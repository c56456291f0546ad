//! A module containing [`Registry`] and associated types.
//!
//! [`RegistryBuilder`] configures a registry, [`Instance`] wraps a registered value with its
//! registry, and [`InstanceOptions`], [`Query`] and [`Forgotten`] are the arguments and results
//! of individual operations.
//!
//! [`Registry`] is also re-exported under the parent module.

mod builder;
mod instance;
mod options;
mod registry;
mod scan;
mod store;

pub use builder::*;
pub use instance::*;
pub use options::*;
pub use registry::*;
pub use store::InstanceId;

--------

About this task >>
All lines from the one with "the parent module." through the final line of the listing above are to be restated word for word; the lines before it are left out.

Response to the exercise >>
//! [`Registry`] is also re-exported under the parent module.

mod builder;
mod instance;
mod options;
mod registry;
mod scan;
mod store;

pub use builder::*;
pub use instance::*;
pub use options::*;
pub use registry::*;
pub use store::InstanceId;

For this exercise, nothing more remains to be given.